WORK TO BE COMPLETED> Give an exact copy of the lines from the beginning of the listing below to the "not valid UTF-8" line, inclusive.

[[ DATA FOR PROCESSING, beginning ]]

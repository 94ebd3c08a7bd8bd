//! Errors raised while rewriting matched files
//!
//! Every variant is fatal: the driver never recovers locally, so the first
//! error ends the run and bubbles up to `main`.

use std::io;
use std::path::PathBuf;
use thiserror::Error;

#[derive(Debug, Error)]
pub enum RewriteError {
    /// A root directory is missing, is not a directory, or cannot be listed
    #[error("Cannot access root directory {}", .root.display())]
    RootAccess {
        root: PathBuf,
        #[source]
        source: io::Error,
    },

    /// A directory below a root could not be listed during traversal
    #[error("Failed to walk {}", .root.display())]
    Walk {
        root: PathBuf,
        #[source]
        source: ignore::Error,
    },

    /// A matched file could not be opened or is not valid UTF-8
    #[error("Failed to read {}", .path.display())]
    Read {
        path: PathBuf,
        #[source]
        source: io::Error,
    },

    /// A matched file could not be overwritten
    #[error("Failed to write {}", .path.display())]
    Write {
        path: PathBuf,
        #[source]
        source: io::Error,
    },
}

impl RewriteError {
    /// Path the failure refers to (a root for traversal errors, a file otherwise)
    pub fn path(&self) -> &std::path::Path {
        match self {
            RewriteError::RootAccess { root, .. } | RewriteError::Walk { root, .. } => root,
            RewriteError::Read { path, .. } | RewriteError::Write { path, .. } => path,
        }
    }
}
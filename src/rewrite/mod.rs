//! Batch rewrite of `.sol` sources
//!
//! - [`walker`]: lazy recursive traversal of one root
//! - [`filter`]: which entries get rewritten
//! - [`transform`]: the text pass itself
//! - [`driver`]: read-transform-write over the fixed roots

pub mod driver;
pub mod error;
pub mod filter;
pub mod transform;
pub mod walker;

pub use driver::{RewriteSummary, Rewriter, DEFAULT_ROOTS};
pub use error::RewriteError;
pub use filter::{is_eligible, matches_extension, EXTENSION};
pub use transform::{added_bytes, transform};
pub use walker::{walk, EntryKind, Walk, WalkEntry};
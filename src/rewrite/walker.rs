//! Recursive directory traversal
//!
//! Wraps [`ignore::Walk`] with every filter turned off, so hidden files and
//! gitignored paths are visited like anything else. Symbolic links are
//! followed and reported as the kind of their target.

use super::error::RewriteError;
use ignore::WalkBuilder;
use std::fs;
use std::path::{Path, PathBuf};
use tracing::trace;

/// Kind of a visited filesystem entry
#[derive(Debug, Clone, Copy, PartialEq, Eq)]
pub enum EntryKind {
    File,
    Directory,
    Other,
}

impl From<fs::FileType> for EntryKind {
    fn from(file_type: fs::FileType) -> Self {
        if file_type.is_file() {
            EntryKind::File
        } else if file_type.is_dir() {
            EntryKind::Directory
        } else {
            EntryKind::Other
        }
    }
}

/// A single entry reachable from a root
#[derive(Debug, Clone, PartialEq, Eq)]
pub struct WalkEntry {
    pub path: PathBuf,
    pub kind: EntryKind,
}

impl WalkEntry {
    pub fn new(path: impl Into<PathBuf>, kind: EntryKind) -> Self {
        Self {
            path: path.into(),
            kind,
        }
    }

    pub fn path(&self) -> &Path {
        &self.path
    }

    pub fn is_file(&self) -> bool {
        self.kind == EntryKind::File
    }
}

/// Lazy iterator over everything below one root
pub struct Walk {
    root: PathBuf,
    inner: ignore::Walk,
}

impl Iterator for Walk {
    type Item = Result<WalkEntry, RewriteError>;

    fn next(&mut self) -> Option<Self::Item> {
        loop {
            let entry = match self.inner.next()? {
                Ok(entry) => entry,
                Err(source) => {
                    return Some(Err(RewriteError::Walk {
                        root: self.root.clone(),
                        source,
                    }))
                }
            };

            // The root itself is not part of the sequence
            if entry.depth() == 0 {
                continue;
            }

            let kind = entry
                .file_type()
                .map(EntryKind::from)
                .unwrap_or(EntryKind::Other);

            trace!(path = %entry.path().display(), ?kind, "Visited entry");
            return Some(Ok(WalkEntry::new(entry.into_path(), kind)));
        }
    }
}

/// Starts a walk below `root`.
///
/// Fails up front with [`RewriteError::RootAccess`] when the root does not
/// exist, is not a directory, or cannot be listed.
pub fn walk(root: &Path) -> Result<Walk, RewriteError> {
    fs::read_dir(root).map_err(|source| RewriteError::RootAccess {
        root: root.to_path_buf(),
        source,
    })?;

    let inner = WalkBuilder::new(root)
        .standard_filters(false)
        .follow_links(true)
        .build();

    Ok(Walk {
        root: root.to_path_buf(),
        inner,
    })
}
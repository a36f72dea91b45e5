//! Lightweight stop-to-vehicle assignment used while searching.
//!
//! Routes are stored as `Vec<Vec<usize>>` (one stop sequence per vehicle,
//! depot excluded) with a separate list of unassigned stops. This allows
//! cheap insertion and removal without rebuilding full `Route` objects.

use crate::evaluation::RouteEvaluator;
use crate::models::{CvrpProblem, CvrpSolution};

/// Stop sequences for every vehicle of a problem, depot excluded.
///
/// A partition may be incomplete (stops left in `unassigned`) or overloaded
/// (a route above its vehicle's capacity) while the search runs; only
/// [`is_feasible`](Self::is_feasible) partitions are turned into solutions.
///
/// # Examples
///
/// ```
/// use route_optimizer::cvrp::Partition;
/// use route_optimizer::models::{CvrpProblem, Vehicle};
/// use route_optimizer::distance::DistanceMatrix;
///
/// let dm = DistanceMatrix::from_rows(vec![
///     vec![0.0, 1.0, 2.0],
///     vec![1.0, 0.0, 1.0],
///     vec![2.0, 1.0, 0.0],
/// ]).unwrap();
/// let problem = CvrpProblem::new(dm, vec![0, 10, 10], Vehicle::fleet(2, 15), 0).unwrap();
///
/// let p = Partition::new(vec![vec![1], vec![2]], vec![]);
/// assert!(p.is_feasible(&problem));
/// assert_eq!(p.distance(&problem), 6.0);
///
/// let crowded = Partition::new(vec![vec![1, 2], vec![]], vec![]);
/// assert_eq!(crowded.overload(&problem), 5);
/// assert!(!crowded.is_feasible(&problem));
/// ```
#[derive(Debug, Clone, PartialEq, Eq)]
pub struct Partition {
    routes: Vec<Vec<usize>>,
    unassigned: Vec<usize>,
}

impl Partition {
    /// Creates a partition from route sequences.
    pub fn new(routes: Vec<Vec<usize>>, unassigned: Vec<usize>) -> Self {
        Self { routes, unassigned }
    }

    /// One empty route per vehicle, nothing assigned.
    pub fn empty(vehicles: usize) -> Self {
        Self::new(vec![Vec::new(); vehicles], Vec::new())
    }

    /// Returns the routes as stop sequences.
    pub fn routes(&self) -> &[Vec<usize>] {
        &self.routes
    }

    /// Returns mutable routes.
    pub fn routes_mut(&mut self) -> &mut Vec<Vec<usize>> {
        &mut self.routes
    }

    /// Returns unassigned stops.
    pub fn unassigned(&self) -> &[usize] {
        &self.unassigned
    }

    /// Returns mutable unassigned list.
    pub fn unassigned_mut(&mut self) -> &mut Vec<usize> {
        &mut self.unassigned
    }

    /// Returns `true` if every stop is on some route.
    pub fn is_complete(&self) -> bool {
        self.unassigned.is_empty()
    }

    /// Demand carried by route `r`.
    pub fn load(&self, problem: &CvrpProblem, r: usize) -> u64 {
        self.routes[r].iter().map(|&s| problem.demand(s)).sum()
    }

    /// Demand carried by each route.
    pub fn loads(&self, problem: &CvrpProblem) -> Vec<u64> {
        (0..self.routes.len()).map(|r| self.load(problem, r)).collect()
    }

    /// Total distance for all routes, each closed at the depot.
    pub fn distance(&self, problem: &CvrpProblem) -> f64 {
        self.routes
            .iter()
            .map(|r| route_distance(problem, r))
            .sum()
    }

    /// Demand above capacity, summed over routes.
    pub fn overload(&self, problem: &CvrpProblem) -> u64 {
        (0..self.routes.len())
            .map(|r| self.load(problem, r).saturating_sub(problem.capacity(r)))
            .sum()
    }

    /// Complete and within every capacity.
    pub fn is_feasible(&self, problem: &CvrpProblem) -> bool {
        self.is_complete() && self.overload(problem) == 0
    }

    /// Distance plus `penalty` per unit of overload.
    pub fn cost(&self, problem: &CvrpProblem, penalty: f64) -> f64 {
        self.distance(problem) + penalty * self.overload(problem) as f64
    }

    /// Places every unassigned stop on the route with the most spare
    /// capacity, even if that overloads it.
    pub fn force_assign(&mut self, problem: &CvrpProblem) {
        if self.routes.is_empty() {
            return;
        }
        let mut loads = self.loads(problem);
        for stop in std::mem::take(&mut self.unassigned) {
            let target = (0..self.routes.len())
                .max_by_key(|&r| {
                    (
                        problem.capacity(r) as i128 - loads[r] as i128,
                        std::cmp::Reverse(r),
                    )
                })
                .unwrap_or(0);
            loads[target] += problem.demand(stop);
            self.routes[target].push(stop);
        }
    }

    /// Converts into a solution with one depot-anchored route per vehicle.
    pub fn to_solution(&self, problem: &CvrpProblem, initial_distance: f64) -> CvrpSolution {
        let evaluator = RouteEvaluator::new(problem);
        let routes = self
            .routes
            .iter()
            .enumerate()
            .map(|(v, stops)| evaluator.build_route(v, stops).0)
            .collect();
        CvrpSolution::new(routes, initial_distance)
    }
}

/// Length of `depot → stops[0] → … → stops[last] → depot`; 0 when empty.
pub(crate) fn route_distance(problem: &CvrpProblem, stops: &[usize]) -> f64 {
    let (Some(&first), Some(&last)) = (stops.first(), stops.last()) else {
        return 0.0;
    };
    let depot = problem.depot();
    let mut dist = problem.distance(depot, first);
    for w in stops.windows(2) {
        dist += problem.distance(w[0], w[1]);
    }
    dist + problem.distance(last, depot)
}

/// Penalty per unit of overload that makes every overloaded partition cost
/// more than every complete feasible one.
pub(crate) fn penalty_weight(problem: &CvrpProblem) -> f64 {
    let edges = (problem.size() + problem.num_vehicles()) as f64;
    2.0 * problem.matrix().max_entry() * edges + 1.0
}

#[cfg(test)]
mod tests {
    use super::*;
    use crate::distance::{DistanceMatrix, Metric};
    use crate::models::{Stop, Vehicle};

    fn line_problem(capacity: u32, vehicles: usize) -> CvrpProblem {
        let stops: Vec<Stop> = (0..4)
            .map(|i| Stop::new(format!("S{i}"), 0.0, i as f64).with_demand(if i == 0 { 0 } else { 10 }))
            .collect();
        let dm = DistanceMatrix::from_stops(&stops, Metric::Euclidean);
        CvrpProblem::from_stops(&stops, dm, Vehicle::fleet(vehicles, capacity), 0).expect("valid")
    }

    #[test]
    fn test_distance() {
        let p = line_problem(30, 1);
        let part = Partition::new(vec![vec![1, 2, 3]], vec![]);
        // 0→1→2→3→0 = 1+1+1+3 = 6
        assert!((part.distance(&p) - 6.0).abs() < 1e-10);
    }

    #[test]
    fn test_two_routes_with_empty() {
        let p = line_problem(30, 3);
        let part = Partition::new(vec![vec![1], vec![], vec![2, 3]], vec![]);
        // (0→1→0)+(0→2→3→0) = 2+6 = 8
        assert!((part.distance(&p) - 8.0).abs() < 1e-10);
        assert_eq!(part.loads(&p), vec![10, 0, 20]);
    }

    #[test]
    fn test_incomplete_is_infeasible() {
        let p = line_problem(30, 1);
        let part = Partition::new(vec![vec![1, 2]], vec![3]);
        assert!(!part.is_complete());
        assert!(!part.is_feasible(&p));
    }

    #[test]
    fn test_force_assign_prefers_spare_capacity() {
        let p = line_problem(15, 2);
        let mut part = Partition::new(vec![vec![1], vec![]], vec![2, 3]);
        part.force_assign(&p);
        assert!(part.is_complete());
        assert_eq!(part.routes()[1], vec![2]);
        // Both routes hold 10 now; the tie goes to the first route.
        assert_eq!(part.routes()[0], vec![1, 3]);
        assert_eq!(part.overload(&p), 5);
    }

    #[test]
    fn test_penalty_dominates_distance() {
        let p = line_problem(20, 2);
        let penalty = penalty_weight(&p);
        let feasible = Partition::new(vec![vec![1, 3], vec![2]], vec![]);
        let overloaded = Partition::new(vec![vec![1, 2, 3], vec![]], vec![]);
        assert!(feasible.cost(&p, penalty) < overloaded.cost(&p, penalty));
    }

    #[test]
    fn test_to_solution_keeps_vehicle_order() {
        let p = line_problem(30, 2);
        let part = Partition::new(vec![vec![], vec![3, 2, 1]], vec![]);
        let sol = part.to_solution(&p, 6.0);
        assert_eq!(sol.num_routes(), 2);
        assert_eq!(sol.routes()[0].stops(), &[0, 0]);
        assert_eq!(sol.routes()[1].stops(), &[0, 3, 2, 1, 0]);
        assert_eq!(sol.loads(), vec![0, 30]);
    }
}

[[ DATA FOR PROCESSING, end ]]

ANSWER>
repository 94ebd3c08a7bd8bd
//! Errors raised while rewriting matched files
//!
//! Every variant is fatal: the driver never recovers locally, so the first
//! error ends the run and bubbles up to `main`.

use std::io;
use std::path::PathBuf;
use thiserror::Error;

#[derive(Debug, Error)]
pub enum RewriteError {
    /// A root directory is missing, is not a directory, or cannot be listed
    #[error("Cannot access root directory {}", .root.display())]
    RootAccess {
        root: PathBuf,
        #[source]
        source: io::Error,
    },

    /// A directory below a root could not be listed during traversal
    #[error("Failed to walk {}", .root.display())]
    Walk {
        root: PathBuf,
        #[source]
        source: ignore::Error,
    },

    /// A matched file could not be opened or is not valid UTF-8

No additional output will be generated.